As I grew up, as a teenager and a young 20-something, I only let a select few see me barefoot. I had such anxiety about my feet that I always kept them covered in public. When I was 28, I decided that I wanted to take swimming lessons again. I’d always loved to swim and thought it would be a great way to get exercise. So I took a class at the YMCA. I wore Crocs in the locker room and on the pool deck, slipping them off for only the time it took to get from the bench to the pool.

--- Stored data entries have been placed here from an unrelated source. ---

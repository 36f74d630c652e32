use crate::error::{GstatsError, Result};
use crate::model::{DailyRecord, StreakResult};
use chrono::{Datelike, NaiveDate, Weekday};

/// Decides whether a zero-contribution day is skipped rather than breaking
/// an in-progress streak. Days with contributions never consult the policy.
pub trait StreakPolicy {
    fn is_exempt(&self, date: NaiveDate) -> bool;
}

/// Strictest semantics: every zero-contribution day breaks the streak.
pub struct NoExemptions;

impl StreakPolicy for NoExemptions {
    fn is_exempt(&self, _date: NaiveDate) -> bool {
        false
    }
}

/// Saturdays and Sundays with no contributions are skipped.
pub struct WeekendsExempt;

impl StreakPolicy for WeekendsExempt {
    fn is_exempt(&self, date: NaiveDate) -> bool {
        matches!(date.weekday(), Weekday::Sat | Weekday::Sun)
    }
}

impl<F> StreakPolicy for F
where
    F: Fn(NaiveDate) -> bool,
{
    fn is_exempt(&self, date: NaiveDate) -> bool {
        self(date)
    }
}

/// Compute the current and longest contribution streaks.
///
/// `history` must be date-ascending and gapless (see [`validate_history`]);
/// the scan walks it backward from the most recent day not after `today`.
/// Records dated after `today` are ignored. A contributing day always
/// extends the active run by one; a zero day either breaks the run or, if
/// the policy exempts it, is skipped without extending it.
pub fn compute_streaks(
    history: &[DailyRecord],
    today: NaiveDate,
    policy: &dyn StreakPolicy,
) -> StreakResult {
    let mut running = 0u32;
    let mut longest = 0u32;
    let mut current = 0u32;
    // True until the first breaking day is seen walking back from today.
    let mut at_current = true;

    for record in history.iter().rev() {
        if record.date > today {
            continue;
        }
        if record.contribution_count > 0 {
            running += 1;
            longest = longest.max(running);
        } else if policy.is_exempt(record.date) {
            // Skipped: neither extends nor breaks the run.
        } else {
            if at_current {
                current = running;
                at_current = false;
            }
            running = 0;
        }
    }

    // The whole history was one unbroken run.
    if at_current {
        current = running;
    }

    StreakResult {
        current_streak: current,
        longest_streak: longest,
    }
}

/// Fail fast on malformed calendars instead of computing a wrong streak.
///
/// Accepts only a strictly ascending sequence where each date is followed
/// by the next calendar day.
pub fn validate_history(history: &[DailyRecord]) -> Result<()> {
    for pair in history.windows(2) {
        let (prev, next) = (pair[0], pair[1]);
        if next.date == prev.date {
            return Err(GstatsError::Calendar(format!(
                "duplicate date {}",
                next.date
            )));
        }
        if next.date < prev.date {
            return Err(GstatsError::Calendar(format!(
                "dates out of order: {} after {}",
                next.date, prev.date
            )));
        }
        match prev.date.succ_opt() {
            Some(expected) if next.date == expected => {}
            _ => {
                return Err(GstatsError::Calendar(format!(
                    "non-contiguous date range: gap between {} and {}",
                    prev.date, next.date
                )));
            }
        }
    }
    Ok(())
}

#[cfg(test)]
mod tests {
    use super::*;

    fn day(s: &str) -> NaiveDate {
        NaiveDate::parse_from_str(s, "%Y-%m-%d").unwrap()
    }

    fn history(start: &str, counts: &[u32]) -> Vec<DailyRecord> {
        let start = day(start);
        counts
            .iter()
            .enumerate()
            .map(|(i, &contribution_count)| DailyRecord {
                date: start + chrono::Days::new(i as u64),
                contribution_count,
            })
            .collect()
    }

    #[test]
    fn empty_history_is_zero_zero() {
        let result = compute_streaks(&[], day("2024-06-10"), &NoExemptions);
        assert_eq!(
            result,
            StreakResult {
                current_streak: 0,
                longest_streak: 0
            }
        );
    }

    #[test]
    fn all_zero_history_is_zero_zero() {
        let h = history("2024-06-01", &[0, 0, 0, 0]);
        let result = compute_streaks(&h, day("2024-06-04"), &NoExemptions);
        assert_eq!(result.current_streak, 0);
        assert_eq!(result.longest_streak, 0);
    }

    #[test]
    fn unbroken_run_spans_whole_history() {
        let h = history("2024-06-01", &[1, 1, 1, 1, 1]);
        let result = compute_streaks(&h, day("2024-06-05"), &NoExemptions);
        assert_eq!(result.current_streak, 5);
        assert_eq!(result.longest_streak, 5);
    }

    #[test]
    fn break_in_the_middle_splits_runs() {
        // oldest..newest: 1 1 0 1 1 -> current 2, longest 2
        let h = history("2024-06-01", &[1, 1, 0, 1, 1]);
        let result = compute_streaks(&h, day("2024-06-05"), &NoExemptions);
        assert_eq!(result.current_streak, 2);
        assert_eq!(result.longest_streak, 2);
    }

    #[test]
    fn zero_today_without_exemption_zeroes_current() {
        let h = history("2024-06-01", &[1, 1, 0]);
        let result = compute_streaks(&h, day("2024-06-03"), &NoExemptions);
        assert_eq!(result.current_streak, 0);
        assert_eq!(result.longest_streak, 2);
    }

    #[test]
    fn longest_keeps_updating_after_current_breaks() {
        // oldest..newest: 1 1 1 1 0 1 -> current 1, longest 4
        let h = history("2024-06-01", &[1, 1, 1, 1, 0, 1]);
        let result = compute_streaks(&h, day("2024-06-06"), &NoExemptions);
        assert_eq!(result.current_streak, 1);
        assert_eq!(result.longest_streak, 4);
    }

    #[test]
    fn exempt_saturday_does_not_break_current() {
        // 2024-06-03 is a Monday; Mon-Fri contributing, Saturday idle.
        let h = history("2024-06-03", &[1, 1, 1, 1, 1, 0]);
        let result = compute_streaks(&h, day("2024-06-08"), &WeekendsExempt);
        assert_eq!(result.current_streak, 5);
        assert_eq!(result.longest_streak, 5);
    }

    #[test]
    fn weekend_contribution_still_extends_run() {
        // Fri 1, Sat 1, Sun 0, Mon 1 under weekend exemption: the Saturday
        // contribution counts, the idle Sunday is skipped.
        let h = history("2024-06-07", &[1, 1, 0, 1]);
        let result = compute_streaks(&h, day("2024-06-10"), &WeekendsExempt);
        assert_eq!(result.current_streak, 3);
        assert_eq!(result.longest_streak, 3);
    }

    #[test]
    fn idle_weekend_breaks_under_strict_policy() {
        let h = history("2024-06-07", &[1, 0, 0, 1]);
        let result = compute_streaks(&h, day("2024-06-10"), &NoExemptions);
        assert_eq!(result.current_streak, 1);
        assert_eq!(result.longest_streak, 1);
    }

    #[test]
    fn future_dated_records_are_ignored() {
        let mut h = history("2024-06-01", &[1, 1, 1]);
        h.push(DailyRecord {
            date: day("2024-06-04"),
            contribution_count: 9,
        });
        let result = compute_streaks(&h, day("2024-06-03"), &NoExemptions);
        assert_eq!(result.current_streak, 3);
        assert_eq!(result.longest_streak, 3);
    }

    #[test]
    fn closure_policy_is_accepted() {
        let h = history("2024-06-01", &[1, 0, 1]);
        let exempt_all = |_: NaiveDate| true;
        let result = compute_streaks(&h, day("2024-06-03"), &exempt_all);
        assert_eq!(result.current_streak, 2);
        assert_eq!(result.longest_streak, 2);
    }

    #[test]
    fn current_never_exceeds_longest() {
        let cases: &[&[u32]] = &[
            &[],
            &[0],
            &[3],
            &[1, 0, 1, 1, 0, 1, 1, 1],
            &[0, 0, 2, 0, 5, 5, 0],
            &[1, 1, 1, 0, 0, 0, 1],
        ];
        for counts in cases {
            let h = history("2024-05-01", counts);
            let today = day("2024-05-01") + chrono::Days::new(counts.len() as u64);
            for policy in [&NoExemptions as &dyn StreakPolicy, &WeekendsExempt] {
                let result = compute_streaks(&h, today, policy);
                assert!(result.current_streak <= result.longest_streak);
            }
        }
    }

    #[test]
    fn identical_inputs_give_identical_outputs() {
        let h = history("2024-06-01", &[1, 0, 1, 1, 0, 1]);
        let today = day("2024-06-06");
        let first = compute_streaks(&h, today, &WeekendsExempt);
        let second = compute_streaks(&h, today, &WeekendsExempt);
        assert_eq!(first, second);
    }

    #[test]
    fn validate_accepts_contiguous_ascending() {
        let h = history("2024-06-01", &[0, 1, 2, 0]);
        assert!(validate_history(&h).is_ok());
    }

    #[test]
    fn validate_accepts_empty_and_single() {
        assert!(validate_history(&[]).is_ok());
        assert!(validate_history(&history("2024-06-01", &[4])).is_ok());
    }

    #[test]
    fn validate_rejects_duplicate_date() {
        let mut h = history("2024-06-01", &[1, 1]);
        h.push(h[1]);
        let err = validate_history(&h).unwrap_err();
        assert!(err.to_string().contains("duplicate date"));
    }

    #[test]
    fn validate_rejects_gap() {
        let mut h = history("2024-06-01", &[1, 1]);
        h.push(DailyRecord {
            date: day("2024-06-05"),
            contribution_count: 1,
        });
        let err = validate_history(&h).unwrap_err();
        assert!(err.to_string().contains("non-contiguous"));
    }

    #[test]
    fn validate_rejects_descending_input() {
        let mut h = history("2024-06-01", &[1, 1, 1]);
        h.reverse();
        let err = validate_history(&h).unwrap_err();
        assert!(err.to_string().contains("out of order"));
    }
}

No one ever commented on my feet, and most likely not that many people even noticed. It helped me build a little confidence, but I wasn’t about to parade around town in a pair of sandals.
It wasn’t until I went to the NFED Conference in 2011 that I really showed my feet to anyone else. I was inspired by the kids I saw running around barefoot or in sandals. Kids whose feet were just like my own. I remembered how good it felt to wear sandals and to feel the breeze on my feet. I went home and bought a pair of flip-flops. I was still shy about showing my feet, so I only wore them around the house and around people I was comfortable with. But it was a start. The next year I brought the flip-flops to the conference and I wore them the whole time. Of course, as soon as the conference was over and I had to return to the “real world”, I covered up my feet again.

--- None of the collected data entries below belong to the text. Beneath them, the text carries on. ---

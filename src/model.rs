use chrono::{DateTime, NaiveDate, Utc};
use serde::{Deserialize, Serialize};

pub const SCHEMA_VERSION: u32 = 1;

/// One day of the contribution calendar. The calendar covers a fixed
/// trailing window with exactly one record per date, count 0 on idle days.
#[derive(Debug, Clone, Copy, PartialEq, Eq, Serialize, Deserialize)]
pub struct DailyRecord {
    pub date: NaiveDate,
    pub contribution_count: u32,
}

#[derive(Debug, Clone, Copy, PartialEq, Eq, Serialize, Deserialize)]
pub struct StreakResult {
    pub current_streak: u32,
    pub longest_streak: u32,
}

#[derive(Debug, Clone, PartialEq, Serialize, Deserialize)]
pub struct LanguageShare {
    pub language: String,
    pub bytes: u64,
    pub percent: f64,
}

/// Aggregated profile stats, also the on-disk JSON format consumed by
/// `card --stats-file`.
#[derive(Debug, Clone, Serialize, Deserialize)]
pub struct StatsOutput {
    pub version: u32,
    pub generated_at: DateTime<Utc>,
    pub username: String,
    pub total_contributions: u64,
    pub current_streak: u32,
    pub longest_streak: u32,
    pub languages: Vec<LanguageShare>,
}

#[derive(Debug, Clone, Serialize, Deserialize)]
pub struct CommitsOutput {
    pub version: u32,
    pub generated_at: DateTime<Utc>,
    pub username: String,
    pub repos_scanned: usize,
    pub total_commits: u64,
}

#[derive(Debug, Clone, Serialize, Deserialize)]
pub struct LanguagesOutput {
    pub version: u32,
    pub generated_at: DateTime<Utc>,
    pub username: String,
    pub languages: Vec<LanguageShare>,
}
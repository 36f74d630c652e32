pub mod cache;
pub mod card;
pub mod cli;
pub mod commits;
pub mod error;
pub mod github;
pub mod languages;
pub mod model;
pub mod stats;
pub mod streak;
pub mod util;
use thiserror::Error;

pub type Result<T> = std::result::Result<T, GstatsError>;

#[derive(Error, Debug)]
pub enum GstatsError {
    #[error("HTTP error: {0}")]
    Http(#[from] reqwest::Error),
    #[error("GitHub API error: {0}")]
    Api(String),
    #[error("Configuration error: {0}")]
    Config(String),
    #[error("Invalid calendar: {0}")]
    Calendar(String),
    #[error("Database error: {0}")]
    Database(#[from] rusqlite::Error),
    #[error("Cache error: {0}")]
    Cache(String),
    #[error("Serialization error: {0}")]
    Serde(#[from] serde_json::Error),
    #[error("IO error: {0}")]
    Io(#[from] std::io::Error),
    #[error("Invalid date: {0}")]
    InvalidDate(String),
}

Each summer I grow a little braver. Last year my company had it’s summer picnic at an amusement/water park (not Sesame Place). I decided to go in the water park. It was the first time in 20 years that I showed my feet (and my thighs) in a really public place. Most people didn’t even notice. In fact, most people were far from perfection in their bathing suits.
It might seem silly that I could be so affected by that kid at Sesame Place. Of course, he wasn’t the only kid who ever commented on my digits (or lack thereof). Maybe he was the straw that broke the camel’s back. Despite all the physical pain I’ve been through with my oral/maxillofacial/dental surgeries and my ear surgeries, it seems like the hardest thing for me in this life is accepting that I look different, and that people notice. It is something I have battled as long as I can remember – this feeling of not looking the way I’d really like to. I have come a long way in terms of accepting my looks, but I still have a long way to go.

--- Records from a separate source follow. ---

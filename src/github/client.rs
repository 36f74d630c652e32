use crate::error::{GstatsError, Result};
use serde::de::DeserializeOwned;

pub const API_ROOT: &str = "https://api.github.com";
pub const PER_PAGE: u32 = 100;

const USER_AGENT: &str = "gstats";

/// Thin wrapper over the GitHub REST and GraphQL APIs. One bearer token,
/// no retries, no rate-limit bookkeeping.
pub struct GitHubClient {
    http: reqwest::Client,
    token: String,
}

impl GitHubClient {
    /// Create a client from an explicit token or the `GITHUB_TOKEN`
    /// environment variable.
    pub fn new(token: Option<&str>) -> Result<Self> {
        let token = match token {
            Some(t) => t.to_string(),
            None => std::env::var("GITHUB_TOKEN").map_err(|_| {
                GstatsError::Config(
                    "GITHUB_TOKEN not set. Pass --token or set the GITHUB_TOKEN env var".into(),
                )
            })?,
        };

        Ok(Self {
            http: reqwest::Client::new(),
            token,
        })
    }

    /// POST a GraphQL query and return the response body. Payload-level
    /// `errors` are turned into [`GstatsError::Api`].
    pub async fn graphql(&self, query: &str) -> Result<serde_json::Value> {
        let response = self
            .http
            .post(format!("{API_ROOT}/graphql"))
            .header("Authorization", format!("Bearer {}", self.token))
            .header("User-Agent", USER_AGENT)
            .json(&serde_json::json!({ "query": query }))
            .send()
            .await?;

        let status = response.status();
        if !status.is_success() {
            let body = response.text().await.unwrap_or_default();
            return Err(GstatsError::Api(format!(
                "GraphQL request failed with {status}: {body}"
            )));
        }

        let body: serde_json::Value = response.json().await?;
        if let Some(errors) = body.get("errors") {
            return Err(GstatsError::Api(format!("GraphQL errors: {errors}")));
        }
        Ok(body)
    }

    /// GET a REST endpoint and deserialize the JSON response.
    pub async fn get_json<T: DeserializeOwned>(&self, url: &str) -> Result<T> {
        let response = self
            .http
            .get(url)
            .header("Authorization", format!("Bearer {}", self.token))
            .header("Accept", "application/vnd.github+json")
            .header("User-Agent", USER_AGENT)
            .send()
            .await?;

        let status = response.status();
        if !status.is_success() {
            let body = response.text().await.unwrap_or_default();
            return Err(GstatsError::Api(format!(
                "GET {url} failed with {status}: {body}"
            )));
        }

        Ok(response.json().await?)
    }
}
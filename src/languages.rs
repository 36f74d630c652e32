use crate::cache::Cache;
use crate::cli::CommonArgs;
use crate::error::{GstatsError, Result};
use crate::github::{self, GitHubClient};
use crate::model::{LanguageShare, LanguagesOutput, SCHEMA_VERSION};
use anyhow::Context;
use chrono::Utc;
use console::style;
use indicatif::{ProgressBar, ProgressStyle};
use std::collections::HashMap;

/// Which languages make the cut: drop anything that takes up
/// `exclusion_threshold` percent or more of all bytes, keep the `top` rest.
#[derive(Debug, Clone)]
pub struct LanguageFilter {
    pub exclusion_threshold: f64,
    pub top: usize,
}

impl Default for LanguageFilter {
    fn default() -> Self {
        Self {
            exclusion_threshold: 90.0,
            top: 5,
        }
    }
}

pub async fn exec(common: CommonArgs, json: bool, top: usize, threshold: f64) -> anyhow::Result<()> {
    let user = common.username()?.to_string();
    let mut cache = Cache::new(common.cache.as_deref()).context("Failed to initialize cache")?;

    let bytes = if common.offline {
        cache
            .get_languages(&user)?
            .ok_or_else(|| GstatsError::Cache(format!("no cached languages for {user}")))?
    } else {
        let client = GitHubClient::new(common.token.as_deref())?;
        let bytes = fetch_language_bytes(&client, &user, true)
            .await
            .context("Failed to fetch repository languages")?;
        cache.store_languages(&user, &bytes)?;
        bytes
    };

    let filter = LanguageFilter {
        exclusion_threshold: threshold,
        top,
    };
    let shares = top_languages(&bytes, &filter);

    if json {
        output_json(&user, &shares)?;
    } else {
        output_table(&shares);
    }

    Ok(())
}

/// Sum per-repo language byte maps across every repository of `user`.
pub async fn fetch_language_bytes(
    client: &GitHubClient,
    user: &str,
    progress: bool,
) -> Result<HashMap<String, u64>> {
    let repos = github::list_repos(client, user).await?;

    let pb = if progress {
        let pb = ProgressBar::new(repos.len() as u64);
        pb.set_style(
            ProgressStyle::default_bar()
                .template("{bar:40.cyan/blue} {pos}/{len} {msg}")
                .unwrap_or_else(|_| ProgressStyle::default_bar()),
        );
        Some(pb)
    } else {
        None
    };

    let mut bytes: HashMap<String, u64> = HashMap::new();
    for repo in &repos {
        if let Some(pb) = &pb {
            pb.set_message(repo.name.clone());
        }
        // Repos with disabled stats answer with an error status; skip them.
        match github::repo_languages(client, repo).await {
            Ok(langs) => {
                for (language, count) in langs {
                    *bytes.entry(language).or_insert(0) += count;
                }
            }
            Err(GstatsError::Api(_)) => {}
            Err(e) => return Err(e),
        }
        if let Some(pb) = &pb {
            pb.inc(1);
        }
    }
    if let Some(pb) = &pb {
        pb.finish_and_clear();
    }

    Ok(bytes)
}

/// Reduce raw byte counts to the displayed shares. Percentages are over
/// the post-filter total, so they still sum to ~100 after a dominant
/// language is excluded.
pub fn top_languages(bytes: &HashMap<String, u64>, filter: &LanguageFilter) -> Vec<LanguageShare> {
    let total: u64 = bytes.values().sum();
    if total == 0 {
        return Vec::new();
    }

    let mut kept: Vec<(&str, u64)> = bytes
        .iter()
        .filter(|(_, &b)| (b as f64 / total as f64) * 100.0 < filter.exclusion_threshold)
        .map(|(language, &b)| (language.as_str(), b))
        .collect();

    let kept_total: u64 = kept.iter().map(|(_, b)| *b).sum();
    if kept_total == 0 {
        return Vec::new();
    }

    kept.sort_by(|a, b| b.1.cmp(&a.1).then_with(|| a.0.cmp(b.0)));

    kept.into_iter()
        .take(filter.top)
        .map(|(language, b)| LanguageShare {
            language: language.to_string(),
            bytes: b,
            percent: (b as f64 / kept_total as f64) * 100.0,
        })
        .collect()
}

fn output_json(username: &str, shares: &[LanguageShare]) -> anyhow::Result<()> {
    let output = LanguagesOutput {
        version: SCHEMA_VERSION,
        generated_at: Utc::now(),
        username: username.to_string(),
        languages: shares.to_vec(),
    };
    println!("{}", serde_json::to_string_pretty(&output)?);
    Ok(())
}

fn output_table(shares: &[LanguageShare]) {
    if shares.is_empty() {
        println!("No language data to display");
        return;
    }

    println!("{}", style("Top Languages").bold());
    println!("{}", "─".repeat(50));
    for share in shares {
        println!(
            "{:<20} {:>10} {:>8.2}%",
            share.language,
            share.bytes,
            share.percent
        );
    }
}

#[cfg(test)]
mod tests {
    use super::*;

    fn bytes(pairs: &[(&str, u64)]) -> HashMap<String, u64> {
        pairs
            .iter()
            .map(|(l, b)| (l.to_string(), *b))
            .collect()
    }

    #[test]
    fn empty_map_gives_no_shares() {
        assert!(top_languages(&HashMap::new(), &LanguageFilter::default()).is_empty());
    }

    #[test]
    fn shares_are_sorted_descending() {
        let shares = top_languages(
            &bytes(&[("Rust", 500), ("Python", 300), ("C", 200)]),
            &LanguageFilter::default(),
        );
        let names: Vec<&str> = shares.iter().map(|s| s.language.as_str()).collect();
        assert_eq!(names, vec!["Rust", "Python", "C"]);
        assert_eq!(shares[0].percent, 50.0);
    }

    #[test]
    fn top_n_cuts_the_tail() {
        let shares = top_languages(
            &bytes(&[
                ("A", 600),
                ("B", 500),
                ("C", 400),
                ("D", 300),
                ("E", 200),
                ("F", 100),
            ]),
            &LanguageFilter::default(),
        );
        assert_eq!(shares.len(), 5);
        assert!(shares.iter().all(|s| s.language != "F"));
    }

    #[test]
    fn dominant_language_is_excluded() {
        // HTML takes 95% of all bytes; percentages rebase on the rest.
        let shares = top_languages(
            &bytes(&[("HTML", 9500), ("Rust", 300), ("Python", 200)]),
            &LanguageFilter::default(),
        );
        let names: Vec<&str> = shares.iter().map(|s| s.language.as_str()).collect();
        assert_eq!(names, vec!["Rust", "Python"]);
        assert_eq!(shares[0].percent, 60.0);
        assert_eq!(shares[1].percent, 40.0);
    }

    #[test]
    fn percentages_sum_to_one_hundred_within_top() {
        let shares = top_languages(
            &bytes(&[("Rust", 123), ("Go", 456), ("C", 789)]),
            &LanguageFilter::default(),
        );
        let sum: f64 = shares.iter().map(|s| s.percent).sum();
        assert!((sum - 100.0).abs() < 1e-9);
    }

    #[test]
    fn ties_break_alphabetically() {
        let shares = top_languages(
            &bytes(&[("Zig", 100), ("Ada", 100)]),
            &LanguageFilter::default(),
        );
        assert_eq!(shares[0].language, "Ada");
    }
}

I am always grateful that my hands and feet work so well. Not everyone with ectrodactyly is so lucky. I have enjoyed compliments on my drawing and penmanship skills. I can walk for miles and hike mountains without my feet giving out. I am fortunate, I know. Feelings of shame about one’s appearance are incredibly powerful and difficult to break away from. I know I am not alone in struggling with this. I have had friends who struggle with body image for other reasons, and so I know it is a common struggle, especially for women.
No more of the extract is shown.